Cooper's book is a timely one, and deserves to be a significant one, in reorienting perspectives to the important place of the medieval, visible and invisible, direct and intangible, in Shakespeare's mind . . . It covers a vast array of material with a swiftness of pace and ease of style that are sufficient to inform the under-graduate or interested layperson, without being laborious for the scholar . . . It will give Shakespeareans of all shades a fuller understanding of the world in which he lived and thought, and the ones he created.

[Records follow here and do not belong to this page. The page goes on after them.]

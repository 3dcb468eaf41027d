use crate::cli::{CatalogCommands, OutputFormat};
use crate::output::output_result;
use anyhow::Result;
use std::process::ExitCode;
use sync_core::{has_errors, Catalog};

pub fn handle_catalog(
    catalog: &Catalog,
    action: &CatalogCommands,
    format: OutputFormat,
) -> Result<ExitCode> {
    match action {
        CatalogCommands::Show => {
            output_result(catalog, format);
            Ok(ExitCode::SUCCESS)
        }
        CatalogCommands::Validate => {
            let problems = catalog.validate();
            output_result(&problems, format);
            if has_errors(&problems) {
                Ok(ExitCode::from(1))
            } else {
                Ok(ExitCode::SUCCESS)
            }
        }
    }
}
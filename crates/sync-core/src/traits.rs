use std::collections::HashSet;

use crate::error::Result;
use crate::models::*;

/// Capabilities a remote store must offer to be synchronized against
///
/// Every method is a single blocking remote call (or a paginated sequence of
/// them). Implementations map their transport errors into [`SyncError`] so the
/// synchronizer can tell fatal preconditions apart from per-item failures.
///
/// [`SyncError`]: crate::error::SyncError
pub trait ResourceStore {
    /// Verify the credential and return the login it belongs to
    fn authenticate(&self) -> Result<String>;

    /// Resolve an "owner/name" identifier to a container
    ///
    /// Fails with `SyncError::ContainerNotFound` when it does not exist or is
    /// not visible to the credential.
    fn get_container(&self, full_name: &str) -> Result<ContainerRef>;

    /// Names of every existing resource of `kind` in the container
    fn list_existing(&self, container: &ContainerRef, kind: ResourceKind)
        -> Result<HashSet<String>>;

    /// Create a single resource
    fn create_one(
        &self,
        container: &ContainerRef,
        resource: &DesiredResource,
    ) -> Result<RemoteHandle>;
}

impl<S: ResourceStore + ?Sized> ResourceStore for &S {
    fn authenticate(&self) -> Result<String> {
        (**self).authenticate()
    }

    fn get_container(&self, full_name: &str) -> Result<ContainerRef> {
        (**self).get_container(full_name)
    }

    fn list_existing(
        &self,
        container: &ContainerRef,
        kind: ResourceKind,
    ) -> Result<HashSet<String>> {
        (**self).list_existing(container, kind)
    }

    fn create_one(
        &self,
        container: &ContainerRef,
        resource: &DesiredResource,
    ) -> Result<RemoteHandle> {
        (**self).create_one(container, resource)
    }
}
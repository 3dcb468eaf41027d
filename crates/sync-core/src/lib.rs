pub mod catalog;
pub mod dry_run;
pub mod error;
pub mod models;
pub mod pagination;
pub mod sync;
pub mod traits;

#[cfg(test)]
mod testing;

pub use catalog::{has_errors, Catalog, CatalogIssue, CatalogLabel, CatalogProblem, Severity};
pub use dry_run::DryRunStore;
pub use error::{Result, SyncError};
pub use models::*;
pub use pagination::fetch_all_pages;
pub use sync::{execute_plan, synchronize, synchronize_with, Phases, SyncPlan};
pub use traits::ResourceStore;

- Joanna Bellis, Pembroke College, Cambridge, Marginalia

Medieval culture pervaded Shakespeare's life and work, from his childhood, spent within reach of the last performances of the Coventry Corpus Christi plays, to his dramatization of Chaucer in The Two Noble Kinsmen three years before his death. The world he lived in was still largely a medieval one, in its topography and its institutions. The language he spoke had been forged over the centuries since the Norman Conquest. The genres in which he wrote, not least historical tragedy, love-comedy and romance, were medieval inventions. A high proportion of his plays have medieval origins and he kept returning to Chaucer, acknowledged as the greatest poet in the English language. Above all, he grew up with an English tradition of drama developed during the Middle Ages that assumed that it was possible to stage anything - all time, all space. Helen Cooper's book looks at the role of all these continuations of medieval culture in enabling Shakespeare to become the world's greatest playwright. Shakespeare and the Medieval World provides a panoramic overview that opens up new vistas within his work and uncovers the richness of his inheritance.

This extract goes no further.